- [YOUR INSTRUCTIONS]
For the data below, please report each line where the word "whole" is found.

-------- DATA FOR PROCESSING --------

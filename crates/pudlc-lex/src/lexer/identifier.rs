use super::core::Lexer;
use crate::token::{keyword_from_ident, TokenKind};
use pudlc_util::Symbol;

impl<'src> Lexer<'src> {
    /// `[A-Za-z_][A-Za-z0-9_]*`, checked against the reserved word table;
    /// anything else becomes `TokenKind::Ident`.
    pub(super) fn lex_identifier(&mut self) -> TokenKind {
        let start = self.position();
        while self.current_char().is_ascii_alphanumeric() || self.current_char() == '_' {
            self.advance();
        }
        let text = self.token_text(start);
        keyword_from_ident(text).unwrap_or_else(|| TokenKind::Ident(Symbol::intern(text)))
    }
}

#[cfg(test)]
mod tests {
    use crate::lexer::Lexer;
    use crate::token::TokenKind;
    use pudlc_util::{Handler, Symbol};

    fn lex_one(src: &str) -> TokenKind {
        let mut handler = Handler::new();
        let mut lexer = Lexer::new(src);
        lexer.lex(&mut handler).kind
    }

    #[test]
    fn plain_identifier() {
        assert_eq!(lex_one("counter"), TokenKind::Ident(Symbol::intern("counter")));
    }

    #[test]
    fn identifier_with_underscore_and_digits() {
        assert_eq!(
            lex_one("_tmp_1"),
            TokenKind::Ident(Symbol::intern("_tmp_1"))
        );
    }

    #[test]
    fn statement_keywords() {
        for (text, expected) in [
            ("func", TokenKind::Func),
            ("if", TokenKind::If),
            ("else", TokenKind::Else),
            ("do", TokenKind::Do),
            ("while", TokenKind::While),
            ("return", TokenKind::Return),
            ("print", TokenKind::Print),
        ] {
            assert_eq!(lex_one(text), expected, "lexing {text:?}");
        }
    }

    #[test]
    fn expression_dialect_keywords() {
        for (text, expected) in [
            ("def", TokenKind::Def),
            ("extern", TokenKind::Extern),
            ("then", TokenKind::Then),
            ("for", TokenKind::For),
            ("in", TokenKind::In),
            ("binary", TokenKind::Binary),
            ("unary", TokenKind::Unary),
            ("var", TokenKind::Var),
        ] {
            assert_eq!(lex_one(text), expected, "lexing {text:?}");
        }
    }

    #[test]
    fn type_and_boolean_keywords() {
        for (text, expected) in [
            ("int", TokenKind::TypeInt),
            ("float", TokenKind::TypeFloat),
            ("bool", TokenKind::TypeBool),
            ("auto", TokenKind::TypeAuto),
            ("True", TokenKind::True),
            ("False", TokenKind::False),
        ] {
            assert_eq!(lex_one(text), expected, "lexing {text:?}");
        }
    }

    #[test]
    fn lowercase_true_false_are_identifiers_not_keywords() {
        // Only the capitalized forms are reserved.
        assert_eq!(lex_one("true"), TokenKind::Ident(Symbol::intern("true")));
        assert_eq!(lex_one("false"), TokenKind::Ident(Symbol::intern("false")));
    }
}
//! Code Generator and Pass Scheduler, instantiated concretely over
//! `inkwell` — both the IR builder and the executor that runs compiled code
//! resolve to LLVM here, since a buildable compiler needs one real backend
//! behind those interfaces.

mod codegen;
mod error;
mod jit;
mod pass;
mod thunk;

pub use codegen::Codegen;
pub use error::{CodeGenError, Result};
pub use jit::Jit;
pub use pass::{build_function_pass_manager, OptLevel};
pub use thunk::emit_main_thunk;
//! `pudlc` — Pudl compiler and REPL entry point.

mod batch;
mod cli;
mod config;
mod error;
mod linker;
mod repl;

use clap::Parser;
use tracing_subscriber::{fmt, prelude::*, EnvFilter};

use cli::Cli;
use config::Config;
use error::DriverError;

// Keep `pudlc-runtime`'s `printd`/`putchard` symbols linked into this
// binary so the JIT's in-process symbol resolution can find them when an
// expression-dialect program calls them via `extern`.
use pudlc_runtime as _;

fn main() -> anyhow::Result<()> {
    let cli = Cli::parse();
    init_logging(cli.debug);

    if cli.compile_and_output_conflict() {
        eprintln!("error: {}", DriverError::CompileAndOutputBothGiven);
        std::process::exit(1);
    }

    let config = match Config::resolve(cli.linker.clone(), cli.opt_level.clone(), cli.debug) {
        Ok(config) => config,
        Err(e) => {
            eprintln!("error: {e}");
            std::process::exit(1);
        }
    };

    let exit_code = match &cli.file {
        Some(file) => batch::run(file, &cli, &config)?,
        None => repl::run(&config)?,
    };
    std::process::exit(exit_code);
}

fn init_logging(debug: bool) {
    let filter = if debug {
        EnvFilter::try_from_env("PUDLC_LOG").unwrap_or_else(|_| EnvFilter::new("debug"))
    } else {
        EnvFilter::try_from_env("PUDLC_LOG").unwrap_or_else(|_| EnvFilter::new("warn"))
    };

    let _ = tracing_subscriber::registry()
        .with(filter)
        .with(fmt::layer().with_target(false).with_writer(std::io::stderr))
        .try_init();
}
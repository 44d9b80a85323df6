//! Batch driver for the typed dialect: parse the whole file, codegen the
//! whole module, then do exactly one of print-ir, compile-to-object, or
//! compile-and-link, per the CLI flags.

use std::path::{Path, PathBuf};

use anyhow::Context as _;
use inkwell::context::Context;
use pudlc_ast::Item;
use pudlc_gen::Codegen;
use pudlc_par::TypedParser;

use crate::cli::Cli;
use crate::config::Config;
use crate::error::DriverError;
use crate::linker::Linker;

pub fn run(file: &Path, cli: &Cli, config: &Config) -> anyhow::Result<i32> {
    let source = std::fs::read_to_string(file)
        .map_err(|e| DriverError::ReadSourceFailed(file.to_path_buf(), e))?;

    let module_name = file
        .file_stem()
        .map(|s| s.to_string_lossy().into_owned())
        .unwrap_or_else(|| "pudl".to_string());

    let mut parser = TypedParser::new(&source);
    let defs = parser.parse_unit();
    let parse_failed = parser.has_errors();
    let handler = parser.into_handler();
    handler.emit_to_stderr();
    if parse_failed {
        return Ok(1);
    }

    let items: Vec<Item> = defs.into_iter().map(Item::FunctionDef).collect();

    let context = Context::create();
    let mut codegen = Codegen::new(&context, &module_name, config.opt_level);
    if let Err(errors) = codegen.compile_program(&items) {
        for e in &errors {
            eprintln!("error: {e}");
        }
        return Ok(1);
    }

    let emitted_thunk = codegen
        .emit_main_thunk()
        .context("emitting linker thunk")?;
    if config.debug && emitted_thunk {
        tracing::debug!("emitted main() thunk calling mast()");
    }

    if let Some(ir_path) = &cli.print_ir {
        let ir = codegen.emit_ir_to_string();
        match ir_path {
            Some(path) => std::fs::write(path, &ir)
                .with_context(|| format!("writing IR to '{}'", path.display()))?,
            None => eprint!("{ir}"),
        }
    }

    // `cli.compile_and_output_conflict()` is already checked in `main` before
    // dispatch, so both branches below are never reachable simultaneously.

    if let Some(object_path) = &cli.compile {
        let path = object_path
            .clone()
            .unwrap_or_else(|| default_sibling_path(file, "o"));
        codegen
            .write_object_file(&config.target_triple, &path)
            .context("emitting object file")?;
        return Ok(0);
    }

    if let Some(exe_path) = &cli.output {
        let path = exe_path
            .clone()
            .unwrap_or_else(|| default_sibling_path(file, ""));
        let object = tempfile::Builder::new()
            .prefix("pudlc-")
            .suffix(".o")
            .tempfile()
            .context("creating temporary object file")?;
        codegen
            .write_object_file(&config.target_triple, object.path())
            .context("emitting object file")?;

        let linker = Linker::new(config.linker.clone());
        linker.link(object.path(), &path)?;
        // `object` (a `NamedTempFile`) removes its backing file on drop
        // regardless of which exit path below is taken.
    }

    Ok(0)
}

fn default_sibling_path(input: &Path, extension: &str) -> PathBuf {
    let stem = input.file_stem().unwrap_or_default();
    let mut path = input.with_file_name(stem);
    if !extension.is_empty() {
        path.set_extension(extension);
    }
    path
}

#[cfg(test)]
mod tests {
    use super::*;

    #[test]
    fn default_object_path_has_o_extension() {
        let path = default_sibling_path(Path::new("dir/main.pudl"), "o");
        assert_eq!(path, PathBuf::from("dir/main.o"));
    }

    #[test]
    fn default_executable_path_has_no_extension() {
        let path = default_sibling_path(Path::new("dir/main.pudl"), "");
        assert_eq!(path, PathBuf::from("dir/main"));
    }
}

--------

- [OUTPUT FOR THIS TASK]
//! Batch driver for the typed dialect: parse the whole file, codegen the
//! whole module, then do exactly one of print-ir, compile-to-object, or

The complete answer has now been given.